═════ INPUT ═════
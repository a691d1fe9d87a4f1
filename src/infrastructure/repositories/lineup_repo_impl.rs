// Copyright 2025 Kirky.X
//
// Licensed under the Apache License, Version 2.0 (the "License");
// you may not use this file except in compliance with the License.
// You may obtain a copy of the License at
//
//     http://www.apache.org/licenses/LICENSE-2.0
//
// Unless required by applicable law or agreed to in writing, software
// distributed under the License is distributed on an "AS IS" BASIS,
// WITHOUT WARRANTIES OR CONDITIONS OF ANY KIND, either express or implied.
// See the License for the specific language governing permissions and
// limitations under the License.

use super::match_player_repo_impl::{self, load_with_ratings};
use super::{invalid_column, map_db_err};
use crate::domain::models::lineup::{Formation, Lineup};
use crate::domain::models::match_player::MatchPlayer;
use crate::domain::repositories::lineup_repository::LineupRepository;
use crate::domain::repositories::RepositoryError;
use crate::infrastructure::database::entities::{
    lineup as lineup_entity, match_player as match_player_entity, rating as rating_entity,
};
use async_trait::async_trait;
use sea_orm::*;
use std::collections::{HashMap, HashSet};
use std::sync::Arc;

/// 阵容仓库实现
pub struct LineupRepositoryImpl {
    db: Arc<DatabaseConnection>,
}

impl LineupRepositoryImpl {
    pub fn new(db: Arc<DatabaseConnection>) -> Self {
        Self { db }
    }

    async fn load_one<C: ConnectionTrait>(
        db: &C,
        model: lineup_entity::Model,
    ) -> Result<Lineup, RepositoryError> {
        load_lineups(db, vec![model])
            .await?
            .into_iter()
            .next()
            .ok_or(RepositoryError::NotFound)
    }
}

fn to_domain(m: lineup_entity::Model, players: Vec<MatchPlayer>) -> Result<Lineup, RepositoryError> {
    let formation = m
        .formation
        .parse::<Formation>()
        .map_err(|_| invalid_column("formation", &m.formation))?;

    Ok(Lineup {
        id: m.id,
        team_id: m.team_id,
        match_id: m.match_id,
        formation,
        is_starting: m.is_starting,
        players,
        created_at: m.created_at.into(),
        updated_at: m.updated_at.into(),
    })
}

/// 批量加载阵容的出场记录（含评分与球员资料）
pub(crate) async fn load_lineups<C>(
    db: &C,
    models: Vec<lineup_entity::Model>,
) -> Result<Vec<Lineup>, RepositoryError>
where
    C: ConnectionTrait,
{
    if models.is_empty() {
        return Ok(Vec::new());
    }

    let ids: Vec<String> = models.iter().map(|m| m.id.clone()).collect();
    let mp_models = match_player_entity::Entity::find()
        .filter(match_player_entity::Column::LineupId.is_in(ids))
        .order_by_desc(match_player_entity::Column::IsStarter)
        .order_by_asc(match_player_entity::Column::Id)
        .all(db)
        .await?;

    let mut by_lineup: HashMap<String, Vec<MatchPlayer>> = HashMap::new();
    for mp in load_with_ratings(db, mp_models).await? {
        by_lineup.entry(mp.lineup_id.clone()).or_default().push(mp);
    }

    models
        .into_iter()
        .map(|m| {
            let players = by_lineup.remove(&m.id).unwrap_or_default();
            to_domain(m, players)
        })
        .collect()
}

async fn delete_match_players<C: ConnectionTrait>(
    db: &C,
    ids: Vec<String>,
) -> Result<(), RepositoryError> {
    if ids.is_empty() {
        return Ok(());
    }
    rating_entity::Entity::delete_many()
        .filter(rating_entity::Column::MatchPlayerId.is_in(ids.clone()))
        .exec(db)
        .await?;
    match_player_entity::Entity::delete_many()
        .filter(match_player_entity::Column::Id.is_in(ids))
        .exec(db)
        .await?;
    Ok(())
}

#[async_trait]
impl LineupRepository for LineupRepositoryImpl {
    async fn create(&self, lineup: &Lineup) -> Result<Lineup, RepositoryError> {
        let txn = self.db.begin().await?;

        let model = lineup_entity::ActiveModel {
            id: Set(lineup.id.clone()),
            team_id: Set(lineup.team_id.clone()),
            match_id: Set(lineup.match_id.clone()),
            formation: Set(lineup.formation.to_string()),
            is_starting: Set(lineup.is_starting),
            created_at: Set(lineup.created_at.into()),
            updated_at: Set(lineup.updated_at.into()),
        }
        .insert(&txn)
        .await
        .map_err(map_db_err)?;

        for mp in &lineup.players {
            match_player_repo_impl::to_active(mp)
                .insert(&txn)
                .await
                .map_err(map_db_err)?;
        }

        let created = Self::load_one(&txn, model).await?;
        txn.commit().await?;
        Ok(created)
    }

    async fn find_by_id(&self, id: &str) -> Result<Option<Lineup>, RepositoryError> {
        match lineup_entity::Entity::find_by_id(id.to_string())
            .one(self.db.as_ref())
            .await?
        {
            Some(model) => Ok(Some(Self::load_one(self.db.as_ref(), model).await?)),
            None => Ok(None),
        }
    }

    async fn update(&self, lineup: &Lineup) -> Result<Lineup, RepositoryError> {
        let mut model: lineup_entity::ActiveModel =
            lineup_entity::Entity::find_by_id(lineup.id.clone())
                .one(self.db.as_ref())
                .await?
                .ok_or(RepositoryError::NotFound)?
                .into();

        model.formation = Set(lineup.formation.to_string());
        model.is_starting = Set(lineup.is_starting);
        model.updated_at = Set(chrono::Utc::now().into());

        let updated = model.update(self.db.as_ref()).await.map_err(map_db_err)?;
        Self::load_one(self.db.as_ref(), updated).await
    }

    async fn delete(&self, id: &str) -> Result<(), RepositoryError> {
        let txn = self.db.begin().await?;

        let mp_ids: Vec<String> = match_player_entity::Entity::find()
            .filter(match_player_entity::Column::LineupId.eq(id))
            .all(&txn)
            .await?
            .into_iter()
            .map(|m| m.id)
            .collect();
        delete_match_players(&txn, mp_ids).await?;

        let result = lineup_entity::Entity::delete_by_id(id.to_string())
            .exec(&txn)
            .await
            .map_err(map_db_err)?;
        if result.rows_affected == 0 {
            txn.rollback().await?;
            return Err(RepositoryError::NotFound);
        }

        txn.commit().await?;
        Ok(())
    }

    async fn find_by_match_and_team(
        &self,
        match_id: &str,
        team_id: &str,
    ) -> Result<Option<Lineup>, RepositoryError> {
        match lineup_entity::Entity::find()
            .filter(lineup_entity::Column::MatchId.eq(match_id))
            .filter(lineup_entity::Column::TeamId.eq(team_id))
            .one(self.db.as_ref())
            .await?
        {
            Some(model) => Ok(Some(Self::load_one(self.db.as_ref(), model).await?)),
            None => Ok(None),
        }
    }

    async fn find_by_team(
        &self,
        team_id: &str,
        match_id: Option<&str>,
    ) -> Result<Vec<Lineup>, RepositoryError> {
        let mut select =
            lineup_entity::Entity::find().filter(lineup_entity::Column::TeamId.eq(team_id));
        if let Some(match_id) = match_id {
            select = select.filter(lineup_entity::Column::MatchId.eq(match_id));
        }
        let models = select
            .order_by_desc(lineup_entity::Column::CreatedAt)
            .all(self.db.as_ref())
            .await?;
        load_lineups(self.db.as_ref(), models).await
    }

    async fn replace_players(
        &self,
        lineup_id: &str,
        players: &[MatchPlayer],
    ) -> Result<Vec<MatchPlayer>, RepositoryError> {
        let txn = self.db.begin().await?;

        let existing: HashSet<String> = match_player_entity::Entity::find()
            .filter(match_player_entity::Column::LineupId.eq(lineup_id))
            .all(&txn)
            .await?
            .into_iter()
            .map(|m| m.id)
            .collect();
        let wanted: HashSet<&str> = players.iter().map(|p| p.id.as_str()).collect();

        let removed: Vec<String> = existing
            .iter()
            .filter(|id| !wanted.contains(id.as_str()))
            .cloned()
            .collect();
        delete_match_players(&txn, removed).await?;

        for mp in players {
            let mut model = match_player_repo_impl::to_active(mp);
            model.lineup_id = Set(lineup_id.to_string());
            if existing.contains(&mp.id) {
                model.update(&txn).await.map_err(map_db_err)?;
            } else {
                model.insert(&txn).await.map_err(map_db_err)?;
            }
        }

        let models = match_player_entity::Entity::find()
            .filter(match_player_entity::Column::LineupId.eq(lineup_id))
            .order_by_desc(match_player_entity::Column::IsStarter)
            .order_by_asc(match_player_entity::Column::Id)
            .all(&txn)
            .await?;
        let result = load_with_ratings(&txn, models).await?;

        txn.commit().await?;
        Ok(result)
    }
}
═════
## EXERCISE REQUIREMENTS:
Using the entries above, quote each line verbatim from the first through the line that contains "under the License.".

## EXERCISE OUTPUT:
repository a691d1fe9d87a4f1
filename src/infrastructure/repositories/lineup_repo_impl.rs
// Copyright 2025 Kirky.X
//
// Licensed under the Apache License, Version 2.0 (the "License");
// you may not use this file except in compliance with the License.
// You may obtain a copy of the License at
//
//     http://www.apache.org/licenses/LICENSE-2.0
//
// Unless required by applicable law or agreed to in writing, software
// distributed under the License is distributed on an "AS IS" BASIS,
// WITHOUT WARRANTIES OR CONDITIONS OF ANY KIND, either express or implied.
// See the License for the specific language governing permissions and
// limitations under the License.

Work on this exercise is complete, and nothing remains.